Per i sindacati confederali oggi è stata una festa in forma ridotta, con un maxischermo in collegamento, nonostante qualche intoppo, con la Sala Carpanini del Comune, dove si sono svolte le celebrazioni istituzionali. Un minuto di silenzio per i morti sul lavoro. Un appello della sindaca Chiara Appendino a ripensare i modelli economici. «Quest’anno di ulteriore crisi – ha detto – ha mostrato la stretta interconnessione tra economia e società, infatti si parla sempre più di patti socio-economici. Dobbiamo essere tutti consapevoli che il mondo del lavoro è cambiato e cambierà ancora, quindi vanno sicuramente ripensati i modelli produttivi, ma anche quelli redistributivi». 

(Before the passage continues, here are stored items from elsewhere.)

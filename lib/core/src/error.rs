//! Error plumbing shared across the membrane crates.
//!
//! Each crate owns its domain error enum (pool, adapter, worker, ...) and
//! wraps it in a rootcause [`Report`] at service boundaries. Lower layers
//! attach their own context with `.context()` on the way up.

use rootcause::Report;

/// A Result type alias over rootcause's [`Report`].
pub type Result<T, C = ()> = std::result::Result<T, Report<C>>;

#[cfg(test)]
mod tests {
    use super::*;

    #[derive(Debug)]
    struct Rejected;

    impl std::fmt::Display for Rejected {
        fn fmt(&self, f: &mut std::fmt::Formatter<'_>) -> std::fmt::Result {
            write!(f, "rejected")
        }
    }

    impl std::error::Error for Rejected {}

    fn reject() -> Result<(), Rejected> {
        Err(Rejected.into())
    }

    #[test]
    fn typed_result_carries_context() {
        let err = reject().unwrap_err();
        assert!(err.to_string().contains("rejected"));
    }
}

Fantoccio di Draghi ghigliottinato durante la manifestazione del 1 Maggio a Torino

Le contestazioni
Contestazione, invece, in piazza Castello dove è stata allestita una ghigliottina di legno con il fantoccio del presidente del consiglio Mario Draghi e a terra altri fantocci decapitati del segretario generale della Cgil Maurizio Landini e dei simboli del Partito Democratico, Più Europa e Leu.  Vecchie ruggini tra sindacati confederali e autonomi, già emerse nelle scorse settimane  quando le varie sigle avevano chiesto di poter utilizzare come palcoscenico piazza San Carlo. Autorizzazione negata dalla Questura. 

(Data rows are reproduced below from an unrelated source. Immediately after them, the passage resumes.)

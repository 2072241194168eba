//! Pool sizing.

use serde::Deserialize;

/// Minimum and maximum live workers.
#[derive(Debug, Clone, Copy, PartialEq, Eq, Deserialize)]
pub struct PoolConfig {
    /// Workers required before triggers are served; dropping below it is a
    /// fault.
    #[serde(default = "default_min_workers")]
    pub min_workers: usize,

    /// Upper bound on registered workers.
    #[serde(default = "default_max_workers")]
    pub max_workers: usize,
}

fn default_min_workers() -> usize {
    1
}

fn default_max_workers() -> usize {
    300
}

impl Default for PoolConfig {
    fn default() -> Self {
        Self {
            min_workers: default_min_workers(),
            max_workers: default_max_workers(),
        }
    }
}

impl PoolConfig {
    /// Returns a consistent config: `max_workers` is at least 1 and at least
    /// `min_workers`.
    #[must_use]
    pub fn normalized(self) -> Self {
        Self {
            min_workers: self.min_workers,
            max_workers: self.max_workers.max(1).max(self.min_workers),
        }
    }
}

Primo maggio a Torino, dall’inizio del corteo agli scontri: il racconto in due minuti

Lo spezzone sociale
C’era poi lo spezzone sociale del corteo del 1° Maggio. Cinquecento persone, tra esponenti del movimento No Tav, del centro sociale Askatasuna e alcuni anarchici della Fai, si sono dati appuntamento in piazza Vittorio e hanno raggiunto in corteo piazza Castello. L’obiettivo era raggiungere il Comune. I manifestanti hanno cercato di sfondare il cordone delle forze dell’ordine cercando di imboccare via Palazzo di Città e la polizia li ha respinti con una carica di alleggerimento. Nel parapiglia sono rimasti lievemente ferito un poliziotto e due manifestanti. 
Gli identificati
La Digos ha identificato 120 partecipanti al corteo che saranno sanzionati per violazione delle norme anti-Covid. Chi, invece, era in prima fila negli scontri con le forze dell’ordine verrà denunciato per resistenza.
Friday for future 
Di fronte al palazzo della Regione, i ragazzi di Friday for future hanno costruito un muro di cartone con una serie di messaggi a difesa dell’ambiente, del lavoro e contro le povertà sociali. Si sono lanciate invettive contro la Dad e le «restrizioni al diritto allo studio» causate dall’incremento delle tasse. A tratti hanno acceso dei fumogeni. 
Dallo spezzone antagonista, poi, ci sono stati diversi interventi con contestare cantiere di San Didero, in Valle di Susa, dove verrà ospitato il nuovo autoporto. 
Politici assenti
Assenti, in piazza Castello, gli esponenti politici, dopo i disordini del 2019 quando, durante il corteo da piazza Vittorio a piazza San Carlo, scoppiarono scontri tra la compagine antagonista e No Tav e il servizio d’ordine del Pd.